WHAT YOU HAVE TO DO:
From the records, return each line that has the word "wake" in it.

SUPPLIED ENTRIES:
_ _ _ _

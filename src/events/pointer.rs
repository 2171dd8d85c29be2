use super::{EventContext, Listeners};
use wasm_bindgen::JsCast;
use web_sys as web;

pub fn wire(ctx: &EventContext, listeners: &mut Listeners) {
    let target: &web::EventTarget = ctx.window.as_ref();

    let c = ctx.clone();
    listeners.add(target, "pointermove", move |ev| {
        if !c.alive() {
            return;
        }
        let Some(ev) = ev.dyn_ref::<web::PointerEvent>() else {
            return;
        };
        // touch pointers are handled by the touch adapter
        if ev.pointer_type() == "touch" {
            return;
        }
        let now = c.clock.now_ms();
        c.engine
            .borrow_mut()
            .pointer_moved(ev.client_x() as f32, ev.client_y() as f32, now);
        c.frame_loop.wake();
    });

    let c = ctx.clone();
    listeners.add(target, "pointerdown", move |ev| {
        if !c.alive() {
            return;
        }
        let is_touch = ev
            .dyn_ref::<web::PointerEvent>()
            .map(|p| p.pointer_type() == "touch")
            .unwrap_or(false);
        if is_touch {
            return;
        }
        let now = c.clock.now_ms();
        c.engine.borrow_mut().pointer_down(now);
        log::debug!("[pointer] click burst");
        c.frame_loop.wake();
    });

    let c = ctx.clone();
    let doc_target: &web::EventTarget = ctx.document.as_ref();
    listeners.add(doc_target, "mouseleave", move |_ev| {
        if c.alive() {
            c.engine.borrow_mut().pointer_left();
        }
    });
}
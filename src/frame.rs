use crate::overlay::Overlay;
use crate::surface::{CssSurface, DomGeometry};
use effect_core::{Clock, EffectEngine, FrameReport, SchedulerState};
use instant::Instant;
use std::cell::RefCell;
use std::rc::Rc;
use wasm_bindgen::closure::Closure;
use wasm_bindgen::JsCast;
use web_sys as web;

/// Milliseconds since the front-end started.
#[derive(Clone, Copy)]
pub struct PerfClock {
    origin: Instant,
}

impl PerfClock {
    pub fn new() -> Self {
        Self {
            origin: Instant::now(),
        }
    }

    #[inline]
    pub fn now_ms(&self) -> f64 {
        self.origin.elapsed().as_secs_f64() * 1000.0
    }
}

impl Default for PerfClock {
    fn default() -> Self {
        Self::new()
    }
}

impl Clock for PerfClock {
    fn now_ms(&self) -> f64 {
        PerfClock::now_ms(self)
    }
}

enum Pending {
    Idle,
    Frame(i32),
    Timeout(i32),
}

pub struct FrameLoop {
    engine: Rc<RefCell<EffectEngine>>,
    geometry: DomGeometry,
    surface: CssSurface,
    overlay: Option<Overlay>,
    clock: PerfClock,
    pending: Pending,
}

impl FrameLoop {
    pub fn new(
        engine: Rc<RefCell<EffectEngine>>,
        geometry: DomGeometry,
        surface: CssSurface,
        overlay: Option<Overlay>,
        clock: PerfClock,
    ) -> Self {
        Self {
            engine,
            geometry,
            surface,
            overlay,
            clock,
            pending: Pending::Idle,
        }
    }

    fn step(&mut self) -> FrameReport {
        let mut engine = self.engine.borrow_mut();
        let report = engine.frame(&self.clock, &mut self.geometry, &mut self.surface);
        if let (FrameReport::Computed { .. }, Some(overlay)) = (report, self.overlay.as_mut()) {
            let uniforms = engine.overlay_uniforms(self.clock.now_ms(), overlay.resolution());
            overlay.draw(&uniforms);
        }
        if let FrameReport::Computed {
            cost_ms,
            next_delay_ms,
            ..
        } = report
        {
            if next_delay_ms > 0.0 {
                log::debug!(
                    "[frame] overrun {:.1}ms, delaying next tick {:.1}ms",
                    cost_ms,
                    next_delay_ms
                );
            }
        }
        report
    }
}

/// Drives a [`FrameLoop`] from `requestAnimationFrame`, falling back to a
/// timeout when the scheduler asks for a delay.
#[derive(Clone)]
pub struct LoopHandle {
    inner: Rc<RefCell<FrameLoop>>,
    tick: Rc<RefCell<Option<Closure<dyn FnMut()>>>>,
}

impl LoopHandle {
    pub fn new(frame_loop: FrameLoop) -> Self {
        Self {
            inner: Rc::new(RefCell::new(frame_loop)),
            tick: Rc::new(RefCell::new(None)),
        }
    }

    pub fn start(&self) {
        let handle = self.clone();
        *self.tick.borrow_mut() = Some(Closure::wrap(Box::new(move || {
            handle.on_tick();
        }) as Box<dyn FnMut()>));
        self.schedule(0.0);
    }

    fn on_tick(&self) {
        let report = {
            let mut fl = self.inner.borrow_mut();
            fl.pending = Pending::Idle;
            fl.step()
        };
        match report.reschedule() {
            Some(delay_ms) => self.schedule(delay_ms),
            None => log::debug!("[frame] loop idle ({:?})", report),
        }
    }

    fn schedule(&self, delay_ms: f32) {
        let Some(window) = web::window() else {
            return;
        };
        let tick = self.tick.borrow();
        let Some(cb) = tick.as_ref() else {
            return;
        };
        let f: &js_sys::Function = cb.as_ref().unchecked_ref();
        let pending = if delay_ms > 0.0 {
            window
                .set_timeout_with_callback_and_timeout_and_arguments_0(f, delay_ms.ceil() as i32)
                .map(Pending::Timeout)
        } else {
            window.request_animation_frame(f).map(Pending::Frame)
        };
        match pending {
            Ok(p) => self.inner.borrow_mut().pending = p,
            Err(e) => log::error!("[frame] could not schedule tick: {:?}", e),
        }
    }

    /// Restart ticking after a park, if the engine is running again.
    pub fn wake(&self) {
        if self.tick.borrow().is_none() {
            return;
        }
        let should_start = {
            let fl = self.inner.borrow();
            let engine = fl.engine.borrow();
            matches!(fl.pending, Pending::Idle)
                && engine.is_alive()
                && engine.scheduler().state() == SchedulerState::Running
        };
        if should_start {
            log::debug!("[frame] waking loop");
            self.schedule(0.0);
        }
    }

    pub fn resized(&self) {
        if let Some(overlay) = &self.inner.borrow().overlay {
            overlay.sync_backing_size();
        }
        self.wake();
    }

    /// Cancel the pending tick and release the loop closure.
    pub fn stop(&self) {
        if let Some(window) = web::window() {
            let pending = std::mem::replace(&mut self.inner.borrow_mut().pending, Pending::Idle);
            match pending {
                Pending::Frame(id) => {
                    _ = window.cancel_animation_frame(id);
                }
                Pending::Timeout(id) => window.clear_timeout_with_handle(id),
                Pending::Idle => {}
            }
        }
        self.tick.borrow_mut().take();
    }
}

_ _ _ _

REPLY TO THE EXERCISE:
        c.frame_loop.wake();
        c.frame_loop.wake();
    pub fn wake(&self) {
        self.wake();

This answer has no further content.